In conclusion, Muslih’s arrest and later release revealed the nature of the relationship between the government and the PMF as well as the divergent stances of the political forces that took the chance to send messages establishing their future approach in dealing with other actors in Iraq’s political scene. Key notes from the crisis can be summarized as follows:

  • Al-Kadhimi’s government made clear that Muslih’s arrest wasn’t aimed at targeting the PMF and that it was conducted in accordance with the legislative regulations already in place. The arrest was made by virtue of a judicial warrant, the release was made upon a judicial ruling, and Iraq’s Supreme Judicial Council was the only entity involved in commenting on the issue. 
  • The government’s dismissive attitude of armed demonstrations that would damage the prestige of the state became so apparent. The government’s relevant statements were more confrontational, vehemently condemning the PMF moves in the Green Zone and considering them a departure from law and a break of instructions of the General Command of the Armed Forces. Relatedly, statements of Defense Minister Juma Anad Saadoun evinced the state’s ability to counter these moves.
  • The government’s position in general and the Ministry of Defense’s stance in particular reflected a tendency to neutralize the narrative of the PMF’s control over the Iraqi decision, reinforcing the idea that only the security forces has the ability to maintain security and highlighting the military’s return to the scene, being  Iraq’s longest military arm. 

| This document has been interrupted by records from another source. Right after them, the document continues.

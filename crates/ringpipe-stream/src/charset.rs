//! Character-set primitives for the decoder and encoder agents.
//!
//! Each primitive handles exactly one scalar: `decode_one` inspects the front
//! of a byte slice and reports a decoded character, "need more bytes", or a
//! malformed sequence; `encode_one` renders a character into a small buffer.
//! The codec agents drive these over ring storage and own all the wrap-around
//! and scratch-buffer machinery, so the primitives here stay stateless.

use crate::error::PipeError;
use std::fmt;
use std::str::FromStr;

/// Largest encoded form any supported scalar can take; sizes the codec
/// scratch buffers.
pub const MAX_SCALAR_BYTES: usize = 8;

/// Supported character sets.
///
/// `Utf16` senses a leading byte-order mark on decode (big-endian when
/// absent) and emits a big-endian BOM on encode; the explicit `Utf16Le` /
/// `Utf16Be` variants never strip or produce one.
#[derive(Debug, Clone, Copy, PartialEq, Eq, Default)]
pub enum Charset {
    #[default]
    Ascii,
    Utf8,
    Utf16,
    Utf16Le,
    Utf16Be,
}

/// Byte order for the UTF-16 variants.
#[derive(Debug, Clone, Copy, PartialEq, Eq)]
pub enum Endian {
    Little,
    Big,
}

/// Outcome of decoding one scalar from the front of a byte slice.
#[derive(Debug, Clone, Copy, PartialEq, Eq)]
pub enum DecodeStep {
    /// One scalar decoded from the first `len` bytes.
    Emit { ch: char, len: usize },
    /// The slice ends inside a well-formed sequence; more bytes are needed.
    Incomplete,
    /// The bytes at the front can never begin a valid sequence.
    Malformed,
}

impl Charset {
    /// Byte order used before (or without) a BOM.
    pub fn default_endian(self) -> Endian {
        match self {
            Charset::Utf16Le => Endian::Little,
            _ => Endian::Big,
        }
    }

    /// `true` for the BOM-sensing UTF-16 variant.
    pub fn senses_bom(self) -> bool {
        self == Charset::Utf16
    }

    /// Decodes one scalar from the front of `bytes`.
    pub fn decode_one(self, endian: Endian, bytes: &[u8]) -> DecodeStep {
        match self {
            Charset::Ascii => decode_ascii(bytes),
            Charset::Utf8 => decode_utf8(bytes),
            Charset::Utf16 | Charset::Utf16Le | Charset::Utf16Be => decode_utf16(endian, bytes),
        }
    }

    /// Encodes `ch` into `out`, returning the encoded length.
    pub fn encode_one(
        self,
        endian: Endian,
        ch: char,
        out: &mut [u8; MAX_SCALAR_BYTES],
    ) -> Result<usize, PipeError> {
        match self {
            Charset::Ascii => {
                if ch.is_ascii() {
                    out[0] = ch as u8;
                    Ok(1)
                } else {
                    Err(PipeError::Encode { charset: self })
                }
            }
            Charset::Utf8 => Ok(ch.encode_utf8(&mut out[..4]).len()),
            Charset::Utf16 | Charset::Utf16Le | Charset::Utf16Be => {
                let mut units = [0u16; 2];
                let units = ch.encode_utf16(&mut units);
                for (i, unit) in units.iter().enumerate() {
                    let pair = match endian {
                        Endian::Little => unit.to_le_bytes(),
                        Endian::Big => unit.to_be_bytes(),
                    };
                    out[i * 2] = pair[0];
                    out[i * 2 + 1] = pair[1];
                }
                Ok(units.len() * 2)
            }
        }
    }
}

fn decode_ascii(bytes: &[u8]) -> DecodeStep {
    match bytes.first() {
        None => DecodeStep::Incomplete,
        Some(&b) if b < 0x80 => DecodeStep::Emit {
            ch: b as char,
            len: 1,
        },
        Some(_) => DecodeStep::Malformed,
    }
}

fn decode_utf8(bytes: &[u8]) -> DecodeStep {
    let Some(&lead) = bytes.first() else {
        return DecodeStep::Incomplete;
    };
    let need = match lead {
        0x00..=0x7F => 1,
        0xC2..=0xDF => 2,
        0xE0..=0xEF => 3,
        0xF0..=0xF4 => 4,
        _ => return DecodeStep::Malformed,
    };
    if bytes.len() < need {
        // Could still be malformed once the rest arrives; from_utf8 on the
        // partial prefix distinguishes "truncated" from "impossible".
        return match std::str::from_utf8(&bytes[..bytes.len().min(need)]) {
            Err(e) if e.error_len().is_some() => DecodeStep::Malformed,
            _ => DecodeStep::Incomplete,
        };
    }
    match std::str::from_utf8(&bytes[..need]) {
        Ok(s) => match s.chars().next() {
            Some(ch) => DecodeStep::Emit { ch, len: need },
            None => DecodeStep::Malformed,
        },
        Err(_) => DecodeStep::Malformed,
    }
}

fn decode_utf16(endian: Endian, bytes: &[u8]) -> DecodeStep {
    if bytes.len() < 2 {
        return DecodeStep::Incomplete;
    }
    let unit = |i: usize| match endian {
        Endian::Little => u16::from_le_bytes([bytes[i], bytes[i + 1]]),
        Endian::Big => u16::from_be_bytes([bytes[i], bytes[i + 1]]),
    };
    let hi = unit(0);
    match hi {
        0xD800..=0xDBFF => {
            if bytes.len() < 4 {
                return DecodeStep::Incomplete;
            }
            let lo = unit(2);
            if !(0xDC00..=0xDFFF).contains(&lo) {
                return DecodeStep::Malformed;
            }
            let scalar =
                0x10000 + ((u32::from(hi) - 0xD800) << 10) + (u32::from(lo) - 0xDC00);
            match char::from_u32(scalar) {
                Some(ch) => DecodeStep::Emit { ch, len: 4 },
                None => DecodeStep::Malformed,
            }
        }
        // Lone low surrogate can never begin a scalar.
        0xDC00..=0xDFFF => DecodeStep::Malformed,
        _ => match char::from_u32(u32::from(hi)) {
            Some(ch) => DecodeStep::Emit { ch, len: 2 },
            None => DecodeStep::Malformed,
        },
    }
}

impl fmt::Display for Charset {
    fn fmt(&self, f: &mut fmt::Formatter<'_>) -> fmt::Result {
        let name = match self {
            Charset::Ascii => "US-ASCII",
            Charset::Utf8 => "UTF-8",
            Charset::Utf16 => "UTF-16",
            Charset::Utf16Le => "UTF-16LE",
            Charset::Utf16Be => "UTF-16BE",
        };
        f.write_str(name)
    }
}

impl FromStr for Charset {
    type Err = PipeError;

    fn from_str(name: &str) -> Result<Self, Self::Err> {
        match name.to_ascii_uppercase().as_str() {
            "US-ASCII" | "ASCII" => Ok(Charset::Ascii),
            "UTF-8" | "UTF8" => Ok(Charset::Utf8),
            "UTF-16" | "UTF16" => Ok(Charset::Utf16),
            "UTF-16LE" | "UTF16LE" => Ok(Charset::Utf16Le),
            "UTF-16BE" | "UTF16BE" => Ok(Charset::Utf16Be),
            _ => Err(PipeError::InvalidArgument("unrecognized character set")),
        }
    }
}
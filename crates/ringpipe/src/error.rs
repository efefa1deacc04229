use thiserror::Error;

/// Errors raised while constructing a ring.
#[derive(Debug, Clone, Copy, PartialEq, Eq, Error)]
pub enum RingError {
    /// Ring capacity must be a positive number of slots.
    #[error("ring capacity must be positive")]
    ZeroCapacity,
}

  • As varied and divergent as they are, statements of different political blocs and the Shiite factions reveal a tendency to take a position without explicitly expressing rejection of the PMF as an entity nor showing support for the Al-Kadhimi’s government. This reflects the political forces’ realization of the PMC role which gives it considerable political weight, given the dominance of a hybrid political-military force on the political landscape.
  • The controversy over the arrest of Muslih showed Iran’s calm, having leverage against all political actors in Iraq.  For its part, Tehran did not declare its position on Muslih’s arrest, unlike the United States which welcomed the decision. This indicates that Iran’s penetration in Iraq is still a decisive element in the stability equation in the country.

Overall, Muslih’s arrest was more of a test of the strength and solidity of positions of the government and the PMF factions, a test that showed the government’s influence, its acceptance by the Shiite forces, and the extent to which Iran can place pressure and reorient Iraq’s political track. The PMF is unlikely to turn to escalation but apparently there seems to be some kind of understanding on appeasing the PMF and controlling moves of the PMF factions. The PMF is aware that this would reshuffle the transitional political deck and lessen chances of holding elections on time, a situation that could bring back the October 2019 momentum to streets. Amid these interactions in Iraq’s domestic front, Iran’s message was calm. Tehran has effective tools to place pressure on all active Iraqi actors; however, it wants stability for the political scene in Iraq, at least amid the ongoing Vienna talks over its nuclear program.